American novelist (1863–1942)

Eleanor Stackhouse Atkinson (January 7, 1863 – November 4, 1942) was an American writer, journalist and teacher.

==Marriage==
Born Eleanor Stackhouse in Rensselaer, Indiana, she later married Francis Blake Atkinson, also an author. The couple had two daughters, Dorothy Blake (b. 1892) and Frances Eleanor (b. 1899).

==Career==
She taught in schools in both Indianapolis and Chicago. She wrote for the Chicago Tribune as a stunt girl reporter under the pseudonym "Nora Marks" from 1888 to 1890, and later became publisher of the Little Chronicle Publishing Company, Chicago; this published several of her own works, along with other educational books and the Little Chronicle, an illustrated newspaper intended for young children.

While she wrote both fiction and non-fiction, the former mostly romances and the latter mostly educational books, she is best known for her novel Greyfriars Bobby, first published in 1912 (U.S.) and 1913 (U.K.). This popular work recounted the famous story of the eponymous dog; her version became one of the most influential retellings of the story. Many details of the book, especially those concerning the dog's master, differ from the historical record.; until recently it was assumed that she had no opportunity for original research of her setting. It seems likely that she worked from the basic story and embellished it from her own imagination.
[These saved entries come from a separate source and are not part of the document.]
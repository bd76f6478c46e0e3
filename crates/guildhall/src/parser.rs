use std::sync::LazyLock;

use regex::Regex;
use scraper::{ElementRef, Html, Selector};

use crate::dates::parse_date;
use crate::text::{normalize_cell, normalize_whitespace, resolve_url, split_name_role};
use crate::types::{
    CommitteeMembership, Gift, InterestCategory, InterestEntry, MemberSummary, Profile, Register,
    Section,
};

#[derive(Debug, thiserror::Error)]
pub enum ParseError {
    #[error("Failed to parse URL: {0}")]
    UrlParse(String),
    #[error("Missing required field: {0}")]
    MissingField(String),
    #[error("Invalid identifier in link: {0}")]
    InvalidId(String),
}

/// Target of every link in the committee memberships list.
const COMMITTEE_LINK_PREFIX: &str = "mgcommitteedetails.aspx";

const REGISTER_LINK_TEXT: &str = "Register of interests";

const GIFTS_CAPTION: &str = "Gifts of Hospitality";

/// Roles a member can hold on a committee, as written in brackets after the
/// committee's name.
const COMMITTEE_ROLES: [&str; 10] = [
    "Chairman",
    "Chair",
    "Chairwoman",
    "Deputy Chairman",
    "Deputy Chair",
    "Vice-Chairman",
    "Vice Chairman",
    "Vice-Chair",
    "Ex-Officio",
    "Ex-Officio Member",
];

static RE_UID: LazyLock<Regex> =
    LazyLock::new(|| Regex::new(r"(?i)[?&]UID=(\d+)").expect("invalid regex: member uid"));

static RE_COMMITTEE_ID: LazyLock<Regex> =
    LazyLock::new(|| Regex::new(r"(?i)[?&]ID=(\d+)").expect("invalid regex: committee id"));

fn elem_text(element: ElementRef) -> String {
    element.text().collect::<String>()
}

fn parse_query_id(re: &Regex, href: &str) -> Result<u32, ParseError> {
    re.captures(href)
        .and_then(|caps| caps[1].parse::<u32>().ok())
        .ok_or_else(|| ParseError::InvalidId(href.to_string()))
}

/// What a bulleted list on a profile page holds.
#[derive(Debug, Clone, Copy, PartialEq, Eq)]
pub enum BlockKind {
    Committees,
    Unknown,
}

/// Fingerprints a list by where its first entry links to.
///
/// Profile pages carry several look-alike `ul` blocks (navigation, member
/// links, committees); only the committee list points at committee pages.
pub fn classify_block(list: ElementRef) -> BlockKind {
    let item_sel = Selector::parse("li").unwrap();
    let link_sel = Selector::parse("a[href]").unwrap();

    let first_href = list
        .select(&item_sel)
        .next()
        .and_then(|li| li.select(&link_sel).next())
        .and_then(|a| a.value().attr("href"));

    match first_href {
        Some(href) => {
            let target = href.rsplit('/').next().unwrap_or(href).to_lowercase();
            if target.starts_with(COMMITTEE_LINK_PREFIX) {
                BlockKind::Committees
            } else {
                BlockKind::Unknown
            }
        }
        None => BlockKind::Unknown,
    }
}

pub fn parse_member_index(html: &str, base: &str) -> Result<Vec<MemberSummary>, ParseError> {
    let document = Html::parse_document(html);
    let table_sel = Selector::parse("table.mgStatsTable").unwrap();
    let row_sel = Selector::parse("tbody tr").unwrap();
    let cell_sel = Selector::parse("td").unwrap();
    let link_sel = Selector::parse("a[href]").unwrap();

    let table = document
        .select(&table_sel)
        .next()
        .ok_or_else(|| ParseError::MissingField("member index table".to_string()))?;

    let mut members = Vec::new();

    for row in table.select(&row_sel) {
        let cells: Vec<ElementRef> = row.select(&cell_sel).collect();
        if cells.is_empty() {
            continue;
        }
        let [_photo, member_cell, party_cell, ward_cell, ..] = cells[..] else {
            log::warn!("Skipping index row with {} cell(s)", cells.len());
            continue;
        };

        let Some(link) = member_cell.select(&link_sel).next() else {
            log::warn!(
                "Skipping index row without a member link: '{}'",
                normalize_whitespace(&elem_text(member_cell))
            );
            continue;
        };
        let href = link.value().attr("href").unwrap_or_default();

        let id = match parse_query_id(&RE_UID, href) {
            Ok(id) => id,
            Err(e) => {
                log::warn!("Skipping index row: {}", e);
                continue;
            }
        };

        let (name, role) = split_name_role(&normalize_whitespace(&elem_text(link)));

        members.push(MemberSummary {
            id,
            name,
            role,
            party: normalize_whitespace(&elem_text(party_cell)),
            ward: normalize_whitespace(&elem_text(ward_cell)),
            url: resolve_url(href, base),
        });
    }

    Ok(members)
}

pub fn extract_profile(document: &Html) -> Result<Profile, ParseError> {
    let content_heading_sel = Selector::parse(".header-page-content h1").unwrap();
    let heading_sel = Selector::parse("h1").unwrap();
    let sidebar_sel = Selector::parse(".mgUserSideBar p").unwrap();
    let label_sel = Selector::parse(".mgLabel").unwrap();

    let first_heading = |sel: &Selector| {
        document
            .select(sel)
            .map(|e| normalize_whitespace(&elem_text(e)))
            .find(|s| !s.is_empty())
    };

    // Site chrome may carry its own h1 ahead of the page content.
    let raw_name = first_heading(&content_heading_sel)
        .or_else(|| first_heading(&heading_sel))
        .ok_or_else(|| ParseError::MissingField("member name".to_string()))?;
    let (name, role) = split_name_role(&raw_name);

    let mut ward = String::new();
    let mut party = String::new();

    for p in document.select(&sidebar_sel) {
        let text = normalize_whitespace(&elem_text(p));
        let label = p
            .select(&label_sel)
            .next()
            .map(|e| normalize_whitespace(&elem_text(e)))
            .unwrap_or_else(|| text.clone());

        if label.starts_with("Ward:")
            && let Some((_, value)) = text.split_once("Ward:")
        {
            ward = value.trim().to_string();
        } else if label.starts_with("Party:")
            && let Some((_, value)) = text.split_once("Party:")
        {
            party = value.trim().to_string();
        }
    }

    Ok(Profile {
        name,
        role,
        ward,
        party,
    })
}

/// Splits a bracketed committee role off the end of an entry, e.g.
/// `"Finance Committee (Chairman)"` gives `("Finance Committee", "Chairman")`.
fn split_committee_role(text: &str) -> (String, String) {
    let text = text.trim();
    if let Some(rest) = text.strip_suffix(')')
        && let Some(open) = rest.rfind('(')
    {
        let inner = rest[open + 1..].trim();
        if let Some(role) = COMMITTEE_ROLES
            .iter()
            .find(|r| r.eq_ignore_ascii_case(inner))
        {
            return (rest[..open].trim_end().to_string(), role.to_string());
        }
    }
    (text.to_string(), String::new())
}

pub fn extract_committees(
    document: &Html,
    base: &str,
) -> Result<Section<Vec<CommitteeMembership>>, ParseError> {
    let list_sel = Selector::parse("ul").unwrap();
    let item_sel = Selector::parse("li").unwrap();
    let link_sel = Selector::parse("a[href]").unwrap();

    let Some(list) = document
        .select(&list_sel)
        .find(|ul| classify_block(*ul) == BlockKind::Committees)
    else {
        return Ok(Section::Absent);
    };

    let mut committees = Vec::new();

    for item in list.select(&item_sel) {
        let Some(link) = item.select(&link_sel).next() else {
            log::warn!(
                "Committee entry without a link: '{}'",
                normalize_whitespace(&elem_text(item))
            );
            continue;
        };
        let href = link.value().attr("href").unwrap_or_default();
        let id = parse_query_id(&RE_COMMITTEE_ID, href)?;
        let (name, role) = split_committee_role(&normalize_whitespace(&elem_text(item)));

        committees.push(CommitteeMembership {
            id,
            name,
            role,
            url: Some(resolve_url(href, base)),
        });
    }

    Ok(Section::Found(committees))
}

/// The (unresolved) href of the "Register of interests" link, if the member
/// has one.
pub fn find_register_link(document: &Html) -> Section<String> {
    let link_sel = Selector::parse("a[href]").unwrap();

    document
        .select(&link_sel)
        .find(|a| normalize_whitespace(&elem_text(*a)) == REGISTER_LINK_TEXT)
        .and_then(|a| a.value().attr("href"))
        .map(str::to_string)
        .into()
}

/// Everything the profile page itself tells us.
#[derive(Debug, Clone, PartialEq, Eq)]
pub struct MemberPage {
    pub profile: Profile,
    pub committees: Section<Vec<CommitteeMembership>>,
    /// Absolute URL of the member's register of interests.
    pub register_url: Section<String>,
}

pub fn parse_member_page(html: &str, base: &str) -> Result<MemberPage, ParseError> {
    let document = Html::parse_document(html);

    let profile = extract_profile(&document)?;
    let committees = extract_committees(&document, base)?;
    let register_url = match find_register_link(&document) {
        Section::Found(href) => Section::Found(resolve_url(&href, base)),
        Section::Absent => Section::Absent,
    };

    Ok(MemberPage {
        profile,
        committees,
        register_url,
    })
}

pub fn parse_register(html: &str) -> Result<Register, ParseError> {
    let document = Html::parse_document(html);
    let table_sel = Selector::parse("table.mgInterestsTable").unwrap();
    let caption_sel = Selector::parse("caption").unwrap();
    let row_sel = Selector::parse("tr").unwrap();
    let cell_sel = Selector::parse("td").unwrap();

    let mut register = Register::default();

    for table in document.select(&table_sel) {
        let caption = table
            .select(&caption_sel)
            .next()
            .map(|e| normalize_whitespace(&elem_text(e)))
            .ok_or_else(|| ParseError::MissingField("interests table caption".to_string()))?;
        let is_gifts = caption == GIFTS_CAPTION;

        let mut items = Vec::new();

        for row in table.select(&row_sel) {
            let mut cells = row
                .select(&cell_sel)
                .map(|td| normalize_cell(&normalize_whitespace(&elem_text(td))));
            let Some(first) = cells.next() else {
                continue;
            };
            // Some tables only have the member's column.
            let second = cells.next().unwrap_or_default();

            if first.is_empty() && second.is_empty() {
                continue;
            }

            if is_gifts {
                let date = parse_date(&second);
                if date.is_none() && !second.is_empty() {
                    log::debug!("Gift '{}' has no usable date: {:?}", first, second);
                }
                register.gifts.push(Gift {
                    name: first,
                    date_str: second,
                    date,
                });
            } else {
                items.push(InterestEntry {
                    member: first,
                    partner: second,
                });
            }
        }

        if !is_gifts {
            register.interests.push(InterestCategory {
                name: caption,
                items,
            });
        }
    }

    Ok(register)
}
The story, however, is lovingly detailed; the descriptions of the geography may be somewhat confused, but effort was clearly made to get names correct, and to get across the atmosphere of the city. Despite having no known connection to Scotland, she attempted to reproduce the local dialect, which has been regarded by some commentators as convincing and strongly phrased; this suggests it is possible she picked up the story directly from Scottish immigrants to the Midwest.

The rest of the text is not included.